30-year mortgage terms and doubling the tax credit is shuffling furniture around that does nothing to address affordability.

There is some potentially good stuff in there regarding helping co-ops and such, but that's like swimming up a waterfall.

Apparently no one is willing to be actually radical.

Fidelitious
Apr 17, 2018

MY BIRTH CRY WILL BE THE SOUND OF EVERY WALLET ON THIS PLANET OPENING IN UNISON.

Throatwarbler posted:

My condo building in BC wants me to pay $10k because there's water leaking into the balconies or some poo poo. Shouldn't this be coming out of the reserve?

Have you taken a look at your strata's financial state recently? If you're lucky there might be a couple hundred thousand in the reserve. Condo building insurance rates skyrocketed over the last 5 years in BC, like often more than doubling.
In any case, any expenditure other than routine maintenance is going to lead to special assessments. The costs of big-ticket items at the scale of an apartment building (and regulatory requirements) are simply too big to be covered by strata fees. Those commercial-scale fire alarm panels that can pinpoint which alarm was the trigger? Hundreds of thousands to replace.

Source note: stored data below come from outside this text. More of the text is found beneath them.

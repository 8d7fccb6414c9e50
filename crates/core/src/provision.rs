//! The provisioning driver
//!
//! Walks the declared dependency set strictly in order, acquiring each one
//! and bootstrapping the one that needs native artifacts. Failures are
//! contained per dependency: the loop never exits early, so one broken
//! dependency cannot block the rest of the run.

use std::path::Path;

use tracing::info;

use crate::bootstrap::{BootstrapOutcome, bootstrap};
use crate::deps::{DepSpec, Outcome, Report};
use crate::fetch::{FetchOutcome, fetch_source};
use crate::runner::CommandRunner;

/// Provision every declared dependency under `root`
///
/// Sequential and blocking; emits one outcome line per dependency and
/// returns the collected [`Report`] in declaration order.
pub fn provision<R: CommandRunner>(runner: &R, root: &Path, deps: &[DepSpec]) -> Report {
    let mut report = Report::default();

    for dep in deps {
        let target = root.join(&dep.dir);
        let fetched = fetch_source(runner, &dep.url, &target);

        let base = match fetched {
            FetchOutcome::AlreadyPresent => Outcome::AlreadyPresent,
            FetchOutcome::Cloned => Outcome::Acquired,
            FetchOutcome::Failed => Outcome::AcquireFailed,
        };

        // A failed acquisition leaves no checkout to build against, so the
        // bootstrap is skipped and the run moves on.
        let outcome = match (&dep.build, fetched) {
            (Some(recipe), FetchOutcome::AlreadyPresent | FetchOutcome::Cloned) => {
                match bootstrap(runner, &target, recipe) {
                    BootstrapOutcome::Built => Outcome::BuildSucceeded,
                    BootstrapOutcome::AlreadyBuilt => Outcome::AlreadyPresent,
                    // A host without a recipe keeps its acquisition outcome
                    BootstrapOutcome::Unsupported => base,
                    BootstrapOutcome::MissingConfigure
                    | BootstrapOutcome::ConfigureFailed
                    | BootstrapOutcome::CompileFailed
                    | BootstrapOutcome::InstallFailed => Outcome::BuildFailed,
                }
            }
            _ => base,
        };

        info!(dep = %dep.name, outcome = %outcome, path = %target.display(), "dependency processed");
        report.record(&dep.name, outcome);
    }

    report
}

Reserve funds would have to be funded into the millions.

It's honestly one of the things that drove us away from Vancouver. We couldn't accept paying 600k+ for an 'ok' condo which will have an additional 4-500 in strata fees every month and then it's only a matter of time until the inevitable special assessment comes. People with the privilege to have access to enough capital to buy a non-apartment come out ahead here I think. The initial outlay is higher but I'm betting in a lot of cases the ongoing costs are actually lower as long as you do some maintenance.

Fidelitious
Apr 17, 2018

MY BIRTH CRY WILL BE THE SOUND OF EVERY WALLET ON THIS PLANET OPENING IN UNISON.

Lead out in cuffs posted:

I mean, they're not too big if the fees are set so that they cover them, but as you note the fees would probably have to be more like $1K/month rather than $500/month. But yeah, this is something which should really be regulated, rather than leaving it up to strata boards to deliberately put off. Having the for-profit insurance industry become de facto regulators is just not a recipe for happiness.

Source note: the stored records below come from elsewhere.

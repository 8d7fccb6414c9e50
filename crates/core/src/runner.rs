//! External process execution
//!
//! Every external tool (git, configure, make) is invoked through
//! [`CommandRunner`]. It is the uniform failure-containment boundary: a
//! failed or unlaunchable command is logged and reported as `false`, never
//! raised, so a multi-step sequence above it decides for itself whether to
//! continue.

use std::path::Path;
use std::process::Command;

use tracing::{debug, warn};

/// Failure-containment boundary for external tools
pub trait CommandRunner {
    /// Run `program` with `args` in `cwd`, returning true iff the process
    /// exited with status zero
    fn run(&self, cwd: &Path, program: &str, args: &[String]) -> bool;
}

/// Runs commands on the host, inheriting stdio
#[derive(Debug, Default, Clone, Copy)]
pub struct SystemRunner;

impl CommandRunner for SystemRunner {
    fn run(&self, cwd: &Path, program: &str, args: &[String]) -> bool {
        debug!(cwd = %cwd.display(), program, ?args, "spawning process");

        match Command::new(program).args(args).current_dir(cwd).status() {
            Ok(status) if status.success() => true,
            Ok(status) => {
                warn!(
                    cwd = %cwd.display(),
                    program,
                    ?args,
                    code = status.code(),
                    "command exited with failure"
                );
                false
            }
            Err(e) => {
                warn!(
                    cwd = %cwd.display(),
                    program,
                    ?args,
                    error = %e,
                    "failed to launch command"
                );
                false
            }
        }
    }
}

Yes, that is the other part. Generally the developer operates as the 'council' until all the units are sold or a certain date or something like that. They will always set the maintenance fees to be $250/month or something stupid low because it helps them sell the units and they're free and clear of any obligations by the time any big work needs to be done. The first thing any strata should do upon creation is double the maintenance fees.

I just don't know how you could sell it as a good purchase when you're buying in at 600k with an additional minimum 1k off the bat.

I actually do prefer the special assessment way of doing things, it lets you keep control of your own money for longer and councils can only invest CRF money in very conservative things like bonds, t-bills, and GICs.

Fidelitious
Apr 17, 2018

MY BIRTH CRY WILL BE THE SOUND OF EVERY WALLET ON THIS PLANET OPENING IN UNISON.

MickeyFinn posted:

Do these buildings have a professional manager paid to be on site and keep track of this sort of stuff, or do the councils just wait until there are too many false fire alarms or something like that?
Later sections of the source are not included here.